Vorab sei zu sagen, dass die Spannung und die Emotionalität noch viel stärker in dem Titel „Bluttat“ ausgeprägt sind. Ein weiteres Kriterium stellt allerdings alles Bisherige in den beiden Vorgängertitel in den Schatten.                               

Eine rätselhafte Mordserie beschäftigt die Ermittlerin Sofia Kovic. Sie zieht ihren Partner Alexander Blix ins Vertrauen – und nur ihn, denn sie fürchtet, die Osloer Polizei könnte eine Rolle in diesem blutigen Spiel einnehmen. Wenig später wird Kovic Opfer eines Mordanschlags und grausam hingerichtet. Hat sie mit ihren Nachforschungen in ein Wespennest gestochen? Vier Tage danach stehen Blix und die Kriminalreporterin Emma Ramm im Zentrum der Ermittlung, denn Alexander hat einen Mann erschossen, während Emma der blutigen Tat beiwohnte. Wie konnte es dazu kommen? Wem kann Blix vertrauen? Und hat er womöglich den Falschen getötet? (Verlagsinfo)

„Bluttat“ beginnt spannend – geht spannend weiter und diese findet auch kein Ende. Erst am Ende, beim Beenden der letzten Seiten findet man seinem Atem und Puls wieder in einem Normalzustand wieder. Doch die Spannung ist nichts gegen die angespannte Dramatik und die Emotionsexplosionen, bei denen man wahrlich in der ersten Reihe sitzt. Hier begegnen wir spannendem Top-Niveau. Analysiert und interpretiert man alle drei Teile dieser Reihe – so ist der vorliegende mit großem Abstand der Beste. Hochklasse, wie die beiden Autoren es schaffen eine solch tiefgehende Dramaturgie zu entwickeln, und diese mit viel Tragik in einem Feuerwerk von Tränen, Blut, Tod und Schmerz hochgehen zu lassen. Die Reihe ist als Trilogie entworfen, aber es könnte unter Umständen noch weitergehen – denn der Schwachpunkt dieser Reihe ist genau das – ein plötzliches „Ende“.  Damit bilden sich eine ganze Menge an Fragen, deren Antwort man sich als Leser zwar individuell stellen kann, wenn man sich diese selbst beantwortet – aber dieses Vakuum ist etwas unbefriedigend.

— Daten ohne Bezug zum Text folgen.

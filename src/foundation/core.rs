/// Pixel dimensions of an image; either side may be zero.
#[derive(
    Clone, Copy, Debug, Default, PartialEq, Eq, Hash, serde::Serialize, serde::Deserialize,
)]
pub struct Bounds {
    pub width: u32,
    pub height: u32,
}

impl Bounds {
    pub const EMPTY: Self = Self {
        width: 0,
        height: 0,
    };

    /// Largest image, in pixels, a render step will allocate.
    pub const MAX_AREA: u64 = 1 << 28;

    pub fn new(width: u32, height: u32) -> Self {
        Self { width, height }
    }

    /// Build from signed sizes, clamping negatives to zero.
    pub fn from_signed(width: i64, height: i64) -> Self {
        fn clamp(v: i64) -> u32 {
            v.clamp(0, i64::from(u32::MAX)) as u32
        }
        Self {
            width: clamp(width),
            height: clamp(height),
        }
    }

    pub fn of(img: &image::RgbaImage) -> Self {
        let (width, height) = img.dimensions();
        Self { width, height }
    }

    pub fn is_empty(self) -> bool {
        self.width == 0 || self.height == 0
    }

    /// Swap width and height (quarter turns, transpose).
    pub fn swapped(self) -> Self {
        Self {
            width: self.height,
            height: self.width,
        }
    }

    pub fn area(self) -> u64 {
        u64::from(self.width) * u64::from(self.height)
    }

    /// Byte length of a tightly packed RGBA8 buffer with these bounds.
    pub fn rgba_len(self) -> Option<usize> {
        (self.width as usize)
            .checked_mul(self.height as usize)
            .and_then(|v| v.checked_mul(4))
    }

    /// Whether an RGBA8 buffer of this size is within [`Self::MAX_AREA`].
    pub fn is_allocatable(self) -> bool {
        self.area() <= Self::MAX_AREA && self.rgba_len().is_some()
    }
}

impl std::fmt::Display for Bounds {
    fn fmt(&self, f: &mut std::fmt::Formatter<'_>) -> std::fmt::Result {
        write!(f, "{}x{}", self.width, self.height)
    }
}

/// Integer rectangle in image space, `x0..x1` by `y0..y1` (exclusive ends).
#[derive(Clone, Copy, Debug, PartialEq, Eq, serde::Serialize, serde::Deserialize)]
pub struct PixelRect {
    pub x0: i64,
    pub y0: i64,
    pub x1: i64,
    pub y1: i64,
}

impl PixelRect {
    /// Rectangle spanned by two corners in any order.
    pub fn from_corners(xa: i64, ya: i64, xb: i64, yb: i64) -> Self {
        Self {
            x0: xa.min(xb),
            y0: ya.min(yb),
            x1: xa.max(xb),
            y1: ya.max(yb),
        }
    }

    pub fn of_bounds(b: Bounds) -> Self {
        Self {
            x0: 0,
            y0: 0,
            x1: i64::from(b.width),
            y1: i64::from(b.height),
        }
    }

    /// Overlap with `other`; `None` when the overlap has no area.
    pub fn intersect(self, other: Self) -> Option<Self> {
        let r = Self {
            x0: self.x0.max(other.x0),
            y0: self.y0.max(other.y0),
            x1: self.x1.min(other.x1),
            y1: self.y1.min(other.y1),
        };
        if r.x0 >= r.x1 || r.y0 >= r.y1 {
            None
        } else {
            Some(r)
        }
    }

    pub fn bounds(self) -> Bounds {
        Bounds::from_signed(self.x1 - self.x0, self.y1 - self.y0)
    }
}

#[cfg(test)]
#[path = "../../tests/unit/foundation/core.rs"]
mod tests;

Eine Emotionalität entwickelt sich, da man den Schmerz der Protagonisten nachempfinden kann. Das reiht sich in die Komponente „Tragik“ ein. Die Story ist authentisch und keine überzeichnete „Räuberpistole“. Der Kriminalfall ist der Mantel der Story, ein persönlicher Verlust und viele egoistische Fehler bilden den Kern.

Originell aufgebaut ist die Handlung, mit zeitlichen Rückblenden, die allerdings die gegenwärtige Story noch spannender darstellen. Das Tempo der Handlung befindet sich auf der Überholspur, die Ereignisse überschlagen sich nicht – aber gehen Hand in Hand.

Emma Ramms Rolle in diesem Spiel ist eher untergeordnet, obwohl sie es zum Teil auch ist, die die Eskalationsspirale anstößt. Das Schicksal von Alexander Blix ist der absolute Fokus.

Diese Reihe gehört mit zu den aktuell stärksten, skandinavischen Thrillern. Der dritte Band ist einer der absolute, tragischste und traurigste Thriller den ich je gelesen habe.

Fazit

„Bluttat“ ist ein harter, emotionaler Thriller. Die Spannung ist so präsent, dass das diese einen nachhaltig umzingelt, ohne Chancen auszubrechen. Ein Pageturner – eine Reihe, die so authentisch ist, dass das Ende schmerzt.